De tweede volzin van het voorgestelde vierde lid is nog van belang: de eerste volzin (van het vierde lid) is niet van toepassing voorzover aannemelijk is dat de positieve voordelen uit hoofde van de deelneming niet toerekenbaar zijn aan het belang in het in het eerste lid bedoelde lichaam. De bewijslast berust bij de belastingplichtige. Deze zal aannemelijk moeten maken dat een positief voordeel uit de deelneming niet toerekenbaar is aan het belang, bijvoorbeeld omdat de deelneming een eigen onderneming drijft en uitsluitend winst afkomstig uit die onderneming wordt uitgekeerd aan de belastingplichtige. 4
Nieuwe antimisbruikbepaling
In het zesde lid wordt een nieuwe antimisbruikregeling voorgesteld. Als het vierde lid niet langer van toepassing is, moet de belastingplichtige de deelneming op het onmiddellijk daaraan voorafgaande moment te boek stellen op de waarde in het economische verkeer (indien die hoger is).

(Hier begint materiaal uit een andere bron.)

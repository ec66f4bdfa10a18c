//! Host-facing wire types.
//!
//! `request::Request` is what the host sends; `events` holds everything the
//! session writes back. All types are serde camelCase JSON.

pub mod events;
pub mod request;
#[tokio::test]
async fn recognize_passes_context_to_recognizer() {
    let recognizer = Arc::new(StubRecognizer::new());
    let session = session_with(
        Arc::new(MemoryModelStore::new().with_downloaded(["en-US"])),
        recognizer.clone(),
    );
    session
        .log_points(&[0.0, 4.0], &[0.0, 4.0], None)
        .expect("stroke");

    let ranked = session
        .recognize(Some(""), Some(&json!(["hello ", [640, 120]])))
        .await
        .expect("recognize with context");

    assert!(!ranked.is_empty());
    assert_eq!(ranked.best().expect("best").text, "hello 1 strokes");
    let request = recognizer.last_request().expect("recognizer called");
    assert_relative_eq!(request.context.writing_area.width, 640.0);
}

#[tokio::test]
async fn recognize_against_missing_model_never_falls_back() {
    let recognizer = Arc::new(StubRecognizer::new());
    let store = Arc::new(MemoryModelStore::new().with_downloaded(["en-US"]));
    let session = session_with(store.clone(), recognizer.clone());
    session
        .log_points(&[0.0, 1.0], &[0.0, 1.0], None)
        .expect("stroke");

    let err = session
        .recognize(Some("fr-FR"), None)
        .await
        .expect_err("fr-FR is not downloaded");
    assert_eq!(
        err,
        InkError::ModelNotReady {
            tag: "fr-FR".into()
        }
    );
    assert!(recognizer.last_request().is_none());
    assert_eq!(store.transfer_count(), 0);
    assert_eq!(session.default_model().language_tag(), "en-US");
}
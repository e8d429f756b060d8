use std::fmt;

/// A run of equal values over the chromosome-local range `[left, right)`
#[derive(Clone, Copy, Debug, Default, PartialEq, Eq, Hash)]
pub struct Interval {
    /// First position of the run
    pub left: u32,

    /// One past the last position of the run
    pub right: u32,

    /// Value shared by every position of the run
    pub value: i32,
}
impl Interval {
    #[must_use]
    pub fn new(left: u32, right: u32, value: i32) -> Self {
        Self { left, right, value }
    }

    /// Number of positions covered
    #[must_use]
    pub fn len(&self) -> u32 {
        self.right.saturating_sub(self.left)
    }

    #[must_use]
    pub fn is_empty(&self) -> bool {
        self.right <= self.left
    }
}
impl fmt::Display for Interval {
    fn fmt(&self, f: &mut fmt::Formatter<'_>) -> fmt::Result {
        write!(f, "[{}, {}) = {}", self.left, self.right, self.value)
    }
}

/// Coalesces a stream of consecutive values into runs
#[derive(Debug, Default)]
pub(crate) struct RunCoalescer {
    current: Option<Interval>,
}
impl RunCoalescer {
    /// Feeds the values of positions `[start, start + values.len())`
    ///
    /// Completed runs are passed to `emit`. Feeding stops early when `emit` returns
    /// `false`, and the number of consumed values is returned.
    pub fn feed<F>(&mut self, start: u32, values: &[i32], mut emit: F) -> usize
    where
        F: FnMut(Interval) -> bool,
    {
        for (i, &value) in values.iter().enumerate() {
            let pos = start + i as u32;
            if let Some(run) = self.current.as_mut() {
                if run.value == value && run.right == pos {
                    run.right += 1;
                    continue;
                }
            }
            if let Some(done) = self.current.replace(Interval::new(pos, pos + 1, value)) {
                if !emit(done) {
                    // The new run is not consumed yet
                    self.current = None;
                    return i;
                }
            }
        }
        values.len()
    }

    /// Returns the open run, if any
    pub fn finish(&mut self) -> Option<Interval> {
        self.current.take()
    }
}

#[cfg(test)]
mod testing {
    use super::*;

    #[test]
    fn test_coalesce_runs() {
        let mut runs = Vec::new();
        let mut coalescer = RunCoalescer::default();
        coalescer.feed(10, &[1, 1, 2, 2, 2], |iv| {
            runs.push(iv);
            true
        });
        coalescer.feed(15, &[2, 0], |iv| {
            runs.push(iv);
            true
        });
        runs.extend(coalescer.finish());
        assert_eq!(
            runs,
            vec![
                Interval::new(10, 12, 1),
                Interval::new(12, 17, 2),
                Interval::new(17, 18, 0)
            ]
        );
    }

    #[test]
    fn test_stop_early() {
        let mut runs = Vec::new();
        let mut coalescer = RunCoalescer::default();
        let consumed = coalescer.feed(0, &[5, 5, 6, 7, 7], |iv| {
            runs.push(iv);
            false
        });
        // The run of 5 completes at position 2, which is left unconsumed
        assert_eq!(consumed, 2);
        assert_eq!(runs, vec![Interval::new(0, 2, 5)]);
        assert!(coalescer.finish().is_none());
    }

    #[test]
    fn test_interval_len() {
        let iv = Interval::new(100, 150, 3);
        assert_eq!(iv.len(), 50);
        assert!(!iv.is_empty());
        assert_eq!(iv.to_string(), "[100, 150) = 3");
    }
}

Naar mijn mening kan ook het bestaande tweede lid in principe van toepassing zijn in sommige situaties waarop het voorgestelde vierde lid van toepassing is. De reden is dat het voorgestelde vierde lid, het gehele art. 13c van overeenkomstige toepassing verklaart. In de toelichting wordt echter opgemerkt dat het tweede lid ‘niet goed uit de verf komt‘. Helaas is de toelichting niet helder. Het lijkt mij duidelijk dat de staatssecretaris van mening is dat er situaties zijn die niet onder het tweede lid kunnen vallen en dat het voorgestelde zesde lid dan is bedoeld als anti–misbruikbepaling ter vervanging van het tweede lid. Kennelijk gaat het om omstandigheden die ‘het belang‘ raken en niet ‘de deelneming‘. Hij geeft daarvan twee voorbeelden. In de eerste plaats de situatie dat het belang intern wordt verhangen en in de tweede plaats de situatie dat de onderneming van het belang wordt vervreemd aan een buitenlandse concernvennootschap. Kennelijk is het naar de mening van de staatssecretaris dan niet mogelijk het tweede lid toe te passen: dat ziet immers op omstandigheden die de deelneming rechtstreeks raken. 5 Het voorgestelde zesde lid voorziet in een alternatieve sanctie voor situaties die vallen onder het vierde lid en een omstandigheid met zich brengt dat het vierde lid niet langer van toepassing is. Opmerkelijk is dat de sanctie van het zesde lid niet tot gevolg heeft dat over de gehele claim afgerekend hoeft te worden (zoals bij toepassing van het tweede lid): de afrekening wordt beperkt omdat de deelneming te boek moet worden gesteld op de waarde in het economische verkeer (indien die hoger is dan boekwaarde). 6
Onduidelijk blijft of het tweede lid moet worden toegepast op situaties die de deelneming rechtstreeks betreffen, zoals de vervreemding van die deelneming aan een niet in Nederland gevestigd lichaam (art. 13c, lid 2, onderdeel a, Wet VPB 1969). De toelichting is onhelder maar de suggestie lijkt te zijn dat het voorgestelde zesde lid een specifieke antimisbruikbepaling is voor situaties waarop het vierde lid van toepassing is. Toepassing van het tweede lid is in deze situatie sowieso ook niet nodig als vervolgens een situatie ontstaat waarin het vierde lid weer kan worden toegepast. Het is teleurstellend dat de afstemming van de twee antimisbruikbepalingen dit soort fundamentele vragen blijft oproepen. De parlementaire behandeling zal een verdere verduidelijking moeten geven.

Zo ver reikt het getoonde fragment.